──────── Data under study ────────
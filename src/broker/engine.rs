//! Broker engine
//!
//! This module contains the in-memory topic registry responsible for:
//! - handing out sessions to subscribers and taking them back
//! - fanning a published message out to every session of its topic
//! - assigning each published message a broker-wide increasing id
//!
//! Concurrency and usage notes:
//! - All registry state sits behind one `Mutex`; publish, subscribe and
//!   unsubscribe each hold it for their whole duration. The broker is shared
//!   as `Arc<Broker>` and every method takes `&self`.
//! - Fan-out never waits while holding the lock: each delivery is a
//!   `try_send` into a one-slot queue, and a full or closed slot means the
//!   session is skipped for that message.

use std::collections::HashMap;
use std::sync::{Arc, Mutex, MutexGuard, PoisonError};
use std::time::Duration;

use tokio::sync::mpsc::error::TrySendError;

use crate::broker::message::{Message, MessageId};
use crate::broker::topic::Topic;
use crate::config::BrokerSettings;
use crate::hint;
use crate::session::{Session, SessionId};
use crate::utils::trace::{NoopTracer, SharedTracer, Tracer};

/// Lifetime of a subscription when nothing else is configured.
pub const DEFAULT_IDLE_TIMEOUT: Duration = Duration::from_secs(60);

#[derive(Debug, Default)]
struct Registry {
    topics: HashMap<String, Topic>,
    next_message_id: MessageId,
}

pub struct Broker {
    registry: Mutex<Registry>,
    idle_timeout: Duration,
    tracer: SharedTracer,
}

impl Default for Broker {
    fn default() -> Self {
        Self::new(DEFAULT_IDLE_TIMEOUT)
    }
}

impl std::fmt::Debug for Broker {
    fn fmt(&self, f: &mut std::fmt::Formatter<'_>) -> std::fmt::Result {
        f.debug_struct("Broker")
            .field("registry", &self.registry)
            .field("idle_timeout", &self.idle_timeout)
            .field("tracing", &self.tracer.enabled())
            .finish()
    }
}

impl Broker {
    pub fn new(idle_timeout: Duration) -> Self {
        Self::with_tracer(idle_timeout, Arc::new(NoopTracer))
    }

    pub fn with_tracer(idle_timeout: Duration, tracer: SharedTracer) -> Self {
        Self {
            registry: Mutex::new(Registry::default()),
            idle_timeout,
            tracer,
        }
    }

    pub fn from_settings(settings: &BrokerSettings, tracer: SharedTracer) -> Self {
        Self::with_tracer(Duration::from_secs(settings.idle_timeout_secs), tracer)
    }

    pub fn idle_timeout(&self) -> Duration {
        self.idle_timeout
    }

    pub fn tracer(&self) -> &SharedTracer {
        &self.tracer
    }

    fn lock(&self) -> MutexGuard<'_, Registry> {
        self.registry.lock().unwrap_or_else(PoisonError::into_inner)
    }

    /// Publishes `text` to every session currently attached to `topic`.
    ///
    /// Always succeeds and returns the id given to the message. Sessions
    /// whose slot is still occupied, or whose queue is already closed, are
    /// skipped. Publishing to a topic nobody listens to only consumes an id.
    pub fn publish(&self, topic: &str, text: impl Into<String>) -> MessageId {
        let mut registry = self.lock();

        let id = registry.next_message_id;
        registry.next_message_id += 1;
        let message = Arc::new(Message::new(id, topic, text));

        hint!(self.tracer, "publish - message {message}");

        let Some(entry) = registry.topics.get(topic) else {
            hint!(self.tracer, "publish - no subscribers on {topic}");
            return id;
        };

        for (i, handle) in entry.sessions().iter().enumerate() {
            match handle.sender.try_send(Arc::clone(&message)) {
                Ok(()) => {
                    hint!(self.tracer, "publish - session {i} ({}) received #{id}", handle.id);
                }
                Err(TrySendError::Full(_)) => {
                    hint!(self.tracer, "publish - session {i} ({}) busy, skipped #{id}", handle.id);
                }
                Err(TrySendError::Closed(_)) => {
                    hint!(self.tracer, "publish - session {i} ({}) closed, skipped #{id}", handle.id);
                }
            }
        }

        id
    }

    /// Opens a new session on `topic`, creating the topic if needed.
    pub fn subscribe(&self, topic: &str) -> Session {
        let (session, handle) = Session::open(topic, self.idle_timeout);

        let mut registry = self.lock();
        registry
            .topics
            .entry(topic.to_string())
            .or_insert_with(|| Topic::new(topic))
            .attach(handle);

        hint!(
            self.tracer,
            "subscribe - session {} on {topic} (idle timeout {}s)",
            session.id(),
            self.idle_timeout.as_secs()
        );

        session
    }

    /// Detaches `session` from its topic and closes its queue.
    ///
    /// Anything left in the slot is discarded. The topic entry is removed
    /// when this was its last session. Calling it again for the same session
    /// does nothing.
    pub fn unsubscribe(&self, session: &mut Session) {
        let mut registry = self.lock();
        let topic = session.topic();

        let (removed, left) = match registry.topics.get_mut(topic) {
            Some(entry) => (entry.detach(&session.id()).is_some(), entry.len()),
            None => (false, 0),
        };
        if left == 0 && registry.topics.remove(topic).is_some() {
            hint!(self.tracer, "unsubscribe - topic {topic} pruned");
        } else if removed {
            hint!(self.tracer, "unsubscribe - {left} sessions left on {topic}");
        }
        drop(registry);

        session.close();

        if removed {
            hint!(self.tracer, "unsubscribe - session {} removed", session.id());
        }
    }

    /// Number of topics that currently have at least one session.
    pub fn topic_count(&self) -> usize {
        self.lock().topics.len()
    }

    /// Number of sessions attached to `topic`.
    pub fn subscriber_count(&self, topic: &str) -> usize {
        self.lock().topics.get(topic).map_or(0, Topic::len)
    }

    /// Session ids attached to `topic`, in subscription order.
    pub fn session_ids(&self, topic: &str) -> Vec<SessionId> {
        self.lock()
            .topics
            .get(topic)
            .map(Topic::session_ids)
            .unwrap_or_default()
    }

    /// Every live topic with its session count, sorted by name.
    pub fn topics(&self) -> Vec<(String, usize)> {
        let mut topics: Vec<_> = self
            .lock()
            .topics
            .values()
            .map(|t| (t.name.clone(), t.len()))
            .collect();
        topics.sort();
        topics
    }

    /// Id of the most recent publish, if any happened yet.
    pub fn last_message_id(&self) -> Option<MessageId> {
        self.lock().next_message_id.checked_sub(1)
    }
}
────────
Please copy exactly the lines from the first line of the records above through the line containing "of its topic", including both, and nothing more.

filename src/broker/engine.rs
//! Broker engine
//!
//! This module contains the in-memory topic registry responsible for:
//! - handing out sessions to subscribers and taking them back
//! - fanning a published message out to every session of its topic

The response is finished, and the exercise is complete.